Sejak itu, saya menyadari bahwa ilmu yang ditempa di bangku kuliah dengan segala macam prakteknya itu ternyata berfungsi juga di gudang ini. padahal, saat kuliah kebanyakan saya ogah-ogahan karena menganggap ilmu ini tak akan terpakai di masa depan, dalam benak saya waktu itu, masa depan bukan dalam lingkaran perikanan.. eh.. sekarang justru terjebak dan reski malah mengalir lancar di dunia perkepitingan. Yah.. begitulah hidup, begitu sulit diterka, kadang sesuatu yang tidak pernah diduga datang menghampiri, dan itu menuntut kita untuk selalu siap pada apa saja yang hadir.. mungkin di balik itu ada sesuatu yang bernilai.. entahlah..

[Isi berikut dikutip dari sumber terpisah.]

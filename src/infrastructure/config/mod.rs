//! Configuration management

use serde::{Deserialize, Serialize};
use std::collections::BTreeMap;
use std::path::PathBuf;
use crate::application::errors::ConfigError;

/// Robot configuration
#[derive(Debug, Clone, Default, Deserialize, Serialize)]
#[serde(rename_all = "kebab-case", default)]
pub struct Config {
    pub bot: BotConfig,
    pub scripts: ScriptsConfig,
    pub logging: LoggingConfig,
    pub brain: BrainConfig,
    pub adapters: AdaptersConfig,
    /// Free-form values read through `Robot::get_config_variable`
    pub variables: BTreeMap<String, String>,
}

#[derive(Debug, Clone, Deserialize, Serialize)]
#[serde(rename_all = "kebab-case", default)]
pub struct BotConfig {
    pub name: String,
    pub alias: Option<String>,
}

#[derive(Debug, Clone, Deserialize, Serialize)]
#[serde(rename_all = "kebab-case", default)]
pub struct ScriptsConfig {
    pub auto_load: bool,
    pub watch: bool,
}

#[derive(Debug, Clone, Deserialize, Serialize)]
#[serde(rename_all = "kebab-case", default)]
pub struct LoggingConfig {
    pub level: String,
    /// Minimum level mirrored into adapter logging rooms
    pub room_level: String,
}

#[derive(Debug, Clone, Copy, PartialEq, Eq, Default, Deserialize, Serialize)]
#[serde(rename_all = "kebab-case")]
pub enum BrainKind {
    #[default]
    Memory,
    Sqlite,
}

#[derive(Debug, Clone, Deserialize, Serialize)]
#[serde(rename_all = "kebab-case", default)]
pub struct BrainConfig {
    pub kind: BrainKind,
    pub path: PathBuf,
}

#[derive(Debug, Clone, Default, Deserialize, Serialize)]
#[serde(rename_all = "kebab-case", default)]
pub struct AdaptersConfig {
    pub console: ConsoleConfig,
}

#[derive(Debug, Clone, Deserialize, Serialize)]
#[serde(rename_all = "kebab-case", default)]
pub struct ConsoleConfig {
    pub enabled: bool,
    /// Rooms that receive mirrored log lines
    pub log_rooms: Vec<String>,
}

impl Default for BotConfig {
    fn default() -> Self {
        Self {
            name: "mmbot".to_string(),
            alias: None,
        }
    }
}

impl Default for ScriptsConfig {
    fn default() -> Self {
        Self {
            auto_load: true,
            watch: false,
        }
    }
}

impl Default for LoggingConfig {
    fn default() -> Self {
        Self {
            level: "info".to_string(),
            room_level: "warn".to_string(),
        }
    }
}

impl Default for BrainConfig {
    fn default() -> Self {
        Self {
            kind: BrainKind::Memory,
            path: PathBuf::from("mmbot-brain.db"),
        }
    }
}

impl Default for ConsoleConfig {
    fn default() -> Self {
        Self {
            enabled: true,
            log_rooms: Vec::new(),
        }
    }
}

impl Config {
    pub fn load(path: impl Into<PathBuf>) -> Result<Self, ConfigError> {
        let path = path.into();
        let content = std::fs::read_to_string(&path)
            .map_err(|e| ConfigError::Parse(format!("Failed to read config: {}", e)))?;

        Self::from_yaml(&content)
    }

    pub fn from_yaml(content: &str) -> Result<Self, ConfigError> {
        serde_yaml::from_str(content)
            .map_err(|e| ConfigError::Parse(format!("Failed to parse config: {}", e)))
    }

    pub fn load_env() -> Self {
        let mut config = Config::default();

        if let Ok(name) = std::env::var("MMBOT_NAME") {
            config.bot.name = name;
        }

        if let Ok(alias) = std::env::var("MMBOT_ALIAS") {
            config.bot.alias = Some(alias);
        }

        if let Ok(level) = std::env::var("MMBOT_LOG_LEVEL") {
            config.logging.level = level;
        }

        if let Ok(path) = std::env::var("MMBOT_BRAIN_PATH") {
            config.brain.kind = BrainKind::Sqlite;
            config.brain.path = PathBuf::from(path);
        }

        config
    }

    /// Default configuration rendered as YAML
    pub fn default_yaml() -> Result<String, ConfigError> {
        serde_yaml::to_string(&Config::default())
            .map_err(|e| ConfigError::Parse(format!("Failed to render config: {}", e)))
    }
}
//! Brain backends

mod sqlite;

pub use sqlite::SqliteBrain;

use async_trait::async_trait;
use std::collections::HashMap;
use std::sync::Arc;
use tokio::sync::RwLock;

use crate::application::errors::StorageError;
use crate::domain::traits::{Brain, StoredValue};
use crate::infrastructure::config::{BrainConfig, BrainKind};

/// In-process brain; contents are lost when the process exits
#[derive(Default)]
pub struct MemoryBrain {
    kv: Arc<RwLock<HashMap<String, StoredValue>>>,
}

impl MemoryBrain {
    pub fn new() -> Self {
        Self::default()
    }

    pub async fn len(&self) -> usize {
        self.kv.read().await.len()
    }

    pub async fn is_empty(&self) -> bool {
        self.kv.read().await.is_empty()
    }
}

#[async_trait]
impl Brain for MemoryBrain {
    async fn get_raw(&self, key: &str) -> Result<Option<StoredValue>, StorageError> {
        let kv = self.kv.read().await;
        Ok(kv.get(key).cloned())
    }

    async fn set_raw(&self, key: &str, value: StoredValue) -> Result<(), StorageError> {
        let mut kv = self.kv.write().await;
        kv.insert(key.to_string(), value);
        Ok(())
    }

    async fn remove(&self, key: &str) -> Result<(), StorageError> {
        let mut kv = self.kv.write().await;
        kv.remove(key);
        Ok(())
    }

    async fn close(&self) -> Result<(), StorageError> {
        Ok(())
    }
}

/// Build the brain named by the configuration
pub fn open_brain(config: &BrainConfig) -> Arc<dyn Brain> {
    match config.kind {
        BrainKind::Memory => Arc::new(MemoryBrain::new()),
        BrainKind::Sqlite => Arc::new(SqliteBrain::new(&config.path)),
    }
}

#[cfg(test)]
mod tests {
    use super::*;
    use crate::domain::traits::{BrainExt, Json};
    use serde::{Deserialize, Serialize};

    #[derive(Debug, PartialEq, Serialize, Deserialize)]
    struct Counter {
        hits: u32,
        last: String,
    }

    #[tokio::test]
    async fn test_absent_key_is_none() {
        let brain = MemoryBrain::new();
        let value: Option<String> = brain.get("missing").await.unwrap();
        assert!(value.is_none());
    }

    #[tokio::test]
    async fn test_typed_values() {
        let brain = MemoryBrain::new();
        brain.set("greeting", &"hello".to_string()).await.unwrap();
        brain.set("blob", &vec![0u8, 1, 255]).await.unwrap();
        brain
            .set("counter", &Json(Counter { hits: 3, last: "bob".into() }))
            .await
            .unwrap();

        assert_eq!(brain.get::<String>("greeting").await.unwrap().as_deref(), Some("hello"));
        assert_eq!(brain.get::<Vec<u8>>("blob").await.unwrap(), Some(vec![0u8, 1, 255]));
        let counter = brain.get::<Json<Counter>>("counter").await.unwrap().map(Json::into_inner);
        assert_eq!(counter, Some(Counter { hits: 3, last: "bob".into() }));
        assert_eq!(brain.len().await, 3);
    }

    #[tokio::test]
    async fn test_remove() {
        let brain = MemoryBrain::new();
        brain.set("k", &"v".to_string()).await.unwrap();
        brain.remove("k").await.unwrap();
        brain.remove("k").await.unwrap();
        assert!(brain.get::<String>("k").await.unwrap().is_none());
        assert!(brain.is_empty().await);
    }
}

Kepiting-kepiting yang malang ini ditampung dalam bak-bak fiber, tentu setelah mentiriskannya di samping kolam aklimatisasi. Airnya berasal dari air tandon yang diputar dalam sistem tertutup. Sehingga air yang masuk ke media fiber mengalir terus, walau tidak seberapa deras. Dalam setiap persegi fiber diisi dengan kepiting-kepiting dengan kapasitas tertentu, tampaknya cukup padat sehingga tampak kepiting bertumpuk pada sisi air masuk dan air keluar, sementara pada sisi tengah lengang begitu saja. Kasihan juga melihat perlakuan pada kepiting ini, stress bertubi-tubi mungkin dihadapinya dengan sabar. Lantaran ketegangan berlarut-larut itu, ada beberapa diantaranya yang kehabisan energi, melepaskan kaki-kakinya, meluruskan antena hingga tak menghirup oksigen lagi. Ia pun bebas pergi dari dunia yang sumpek ini, sementara kita, manusia yang dihinggapi rasa haus ini justru merasa kehilangan. Seperti duit dibakar begitu saja. Hehe..
Kendala lain pada kandungan amoniak, maklumlah, kepiting ini banyak mengeluarkan urin dan kotoran yang menyumbang amoniak tinggi. Saya pikir sistem air mengalir telah sedikit memecah amoniak. Ditambah kalau ada bakteri pengurai seperti nitrosomonas dan nitrosobacter, bakteri ini akan melepas ikatan NH3 menjadi nitrit kemudian nitrat. Penggunaan batu karang di tandon dan di bak-bak filter ada baiknya sebagai media penampung bakteri jenis itu. Atau penggunaan cascing atau kotoran cacing untuk mengurai amoniak, seperti yang pernah saya dengar dari penjelasan seorang dosen saat di kampus dulu.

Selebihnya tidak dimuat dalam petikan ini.